Toujours avec son grand sourire, elle me tendit sa main.

— Marché conclu, répondis-je en souriant et en serrant sa main. Merci Stephania.

— Je suis là pour ça après tout. Pour vous aider.

On se leva en même temps pour retourner sur la piste de danse, au côté de Nathan et d’Océane. Stephania adressa un signe de tête à Nathan et ils s’éloignèrent un peu, me laissant seule avec Océane.

— Est-ce que ça va ? me demanda-t-elle inquiète

— Oui, c’est bon.

— Je suis vraiment nul avec toi, excuse-moi.

— Non, c’est moi qui ne suis pas honnête avec toi, commençais-je à avouer

— Comment ça ? m’interrogea-t-elle tout en continuant à danser

— Il y a quelque chose qu’il faut je te dire depuis plusieurs semaines déjà, mais je n’y arrive pas. C’est trop dur…

— Prends ton temps alors. Tu sais que tu peux tout me dire ?

— Je sais, mais… c’est assez délicat, personnel, enfin voilà quoi.

— Je comprends. Tu veux aller boire quelque chose ? En attendant que tu trouves les mots.

Je respirai un grand coup, regardai Stephania danser avec Nathan. Ils nous observaient. Quand elle croisa mon regard, elle leva son pouce en souriant.

— Je t’aime, dis-je finalement, d’une traite.
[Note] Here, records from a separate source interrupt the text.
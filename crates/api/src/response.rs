//! API response types.

use axum::{
    Json,
    http::StatusCode,
    response::{IntoResponse, Response},
};
use serde::Serialize;

/// Standard API response wrapper.
#[derive(Debug, Serialize)]
pub struct ApiResponse<T: Serialize> {
    pub data: T,
    #[serde(skip)]
    status: StatusCode,
}

impl<T: Serialize> ApiResponse<T> {
    /// Create a success response.
    pub const fn ok(data: T) -> Self {
        Self {
            data,
            status: StatusCode::OK,
        }
    }

    /// Create a `201 Created` response.
    pub const fn created(data: T) -> Self {
        Self {
            data,
            status: StatusCode::CREATED,
        }
    }
}

impl<T: Serialize> IntoResponse for ApiResponse<T> {
    fn into_response(self) -> Response {
        (self.status, Json(self)).into_response()
    }
}

/// Empty success response.
#[must_use]
pub fn ok() -> impl IntoResponse {
    StatusCode::NO_CONTENT
}
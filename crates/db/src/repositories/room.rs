//! Room repository.
//!
//! Rooms and memberships are maintained elsewhere; this repository only
//! answers the questions the poll core asks of them.

use std::sync::Arc;

use crate::entities::{Room, RoomMember, room, room_member};
use pollhub_common::{AppError, AppResult};
use sea_orm::{
    ColumnTrait, ConnectionTrait, DatabaseConnection, EntityTrait, PaginatorTrait, QueryFilter,
};

/// Repository for room lookups.
#[derive(Clone)]
pub struct RoomRepository {
    db: Arc<DatabaseConnection>,
}

impl RoomRepository {
    /// Create a new room repository.
    #[must_use]
    pub const fn new(db: Arc<DatabaseConnection>) -> Self {
        Self { db }
    }

    /// Find room by ID.
    pub async fn find_by_id(&self, id: &str) -> AppResult<Option<room::Model>> {
        Room::find_by_id(id)
            .one(self.db.as_ref())
            .await
            .map_err(|e| AppError::Database(e.to_string()))
    }

    /// Get room by ID, returning error if not found.
    pub async fn get_by_id(&self, id: &str) -> AppResult<room::Model> {
        self.find_by_id(id)
            .await?
            .ok_or_else(|| AppError::NotFound(format!("Room not found: {id}")))
    }

    /// Check room membership on the given connection.
    pub async fn is_member_on<C: ConnectionTrait>(
        &self,
        conn: &C,
        room_id: &str,
        user_id: &str,
    ) -> AppResult<bool> {
        let count = RoomMember::find()
            .filter(room_member::Column::RoomId.eq(room_id))
            .filter(room_member::Column::UserId.eq(user_id))
            .count(conn)
            .await
            .map_err(|e| AppError::Database(e.to_string()))?;
        Ok(count > 0)
    }

    /// Check room membership.
    pub async fn is_member(&self, room_id: &str, user_id: &str) -> AppResult<bool> {
        self.is_member_on(self.db.as_ref(), room_id, user_id).await
    }

    /// Check whether a user may see the room: its creator or a member.
    pub async fn can_view(&self, room: &room::Model, user_id: &str) -> AppResult<bool> {
        if room.is_admin(user_id) {
            return Ok(true);
        }
        self.is_member(&room.id, user_id).await
    }
}

#[cfg(test)]
#[allow(clippy::unwrap_used)]
mod tests {
    use super::*;
    use crate::test_utils::fixtures;
    use sea_orm::{DatabaseBackend, MockDatabase};

    #[tokio::test]
    async fn test_get_by_id_not_found() {
        let db = Arc::new(
            MockDatabase::new(DatabaseBackend::Postgres)
                .append_query_results([Vec::<room::Model>::new()])
                .into_connection(),
        );

        let repo = RoomRepository::new(db);
        let result = repo.get_by_id("missing").await;

        assert!(matches!(result, Err(AppError::NotFound(_))));
    }

    #[tokio::test]
    async fn test_is_member_counts_rows() {
        let db = Arc::new(
            MockDatabase::new(DatabaseBackend::Postgres)
                .append_query_results([[maplit::btreemap! {
                    "num_items" => sea_orm::Value::BigInt(Some(1))
                }]])
                .append_query_results([[maplit::btreemap! {
                    "num_items" => sea_orm::Value::BigInt(Some(0))
                }]])
                .into_connection(),
        );

        let repo = RoomRepository::new(db);

        assert!(repo.is_member("room1", "member").await.unwrap());
        assert!(!repo.is_member("room1", "stranger").await.unwrap());
    }

    #[tokio::test]
    async fn test_can_view_admin_skips_membership_query() {
        let db = Arc::new(MockDatabase::new(DatabaseBackend::Postgres).into_connection());
        let room = fixtures::room("room1", "admin");

        let repo = RoomRepository::new(db);

        assert!(repo.can_view(&room, "admin").await.unwrap());
    }
}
Elle s’arrêta de danser et me regarda droit dans les yeux. Attendant sa réponse sans même la vouloir, mes poumons s’étaient bloqués, je ne respirais plus. Après quelques secondes qui me parurent durer une éternité, elle s’approcha de moi et posa ses mains sur mes bras, ce qui me fit aussitôt respirer de nouveau. Prenant enfin conscience de ce que je venais de dire, je rougis et baissai les yeux. Mais Océane passa deux doigts sous mon menton et releva ma tête, m’obligeant à la regarder, à me perdre dans ses yeux magnifiques.

— J’ai cru que tu ne me le dirais jamais, répondit-elle en chassant une mèche de cheveux rebelle. Tes messages juste pour savoir comment je vais, tes confidences, ton regard qui s’illumine à chaque fois que tu me vois, tes joues qui rougissent au moindre contact.

— Pourquoi tu n’as rien dit alors ? Pourquoi à chaque fois tu me fais espérer pour finalement me dire que nous sommes qu’amie ?

— Parce que j’ai déjà un petit-ami Elena. Je suis désolée.

Je détournai le regard pour regarder mes doigts qui jouaient ensemble.

— Non, ne détourne pas le regard, s’il te plaît. Tu es la seule à me regarder comme tu le fais en ce moment.

— Est-ce que… tu es heureuse avec lui ?

— C’est compliqué.

— Océane !

— Non Elena, ne cherche pas à vouloir m’aider, je t’en supplie.

— Pourquoi ?

— Je veux juste te protéger de lui.

Elle voulut s’éloigner, mais je l’en empêchai en attrapant son bras et en la ramenant contre moi.

— Je t’aime Océane, ne pars pas.

— Je suis désolée, Elena. Mais si je pouvais t’embrasser, là maintenant, je le ferais, me chuchota-t-elle en se libérant de ma main.

— Alors, fais-le !

— Je ne peux pas, excuse-moi.

Je vis ses yeux briller quand elle s’éloigna. Pourquoi avais-je l’impression que ses sentiments étaient réciproques, mais qu’à cause de son petit ami, elle refuse de les accepter ? Du coin de l’œil, je vis Nathan et Stephania s’approcher.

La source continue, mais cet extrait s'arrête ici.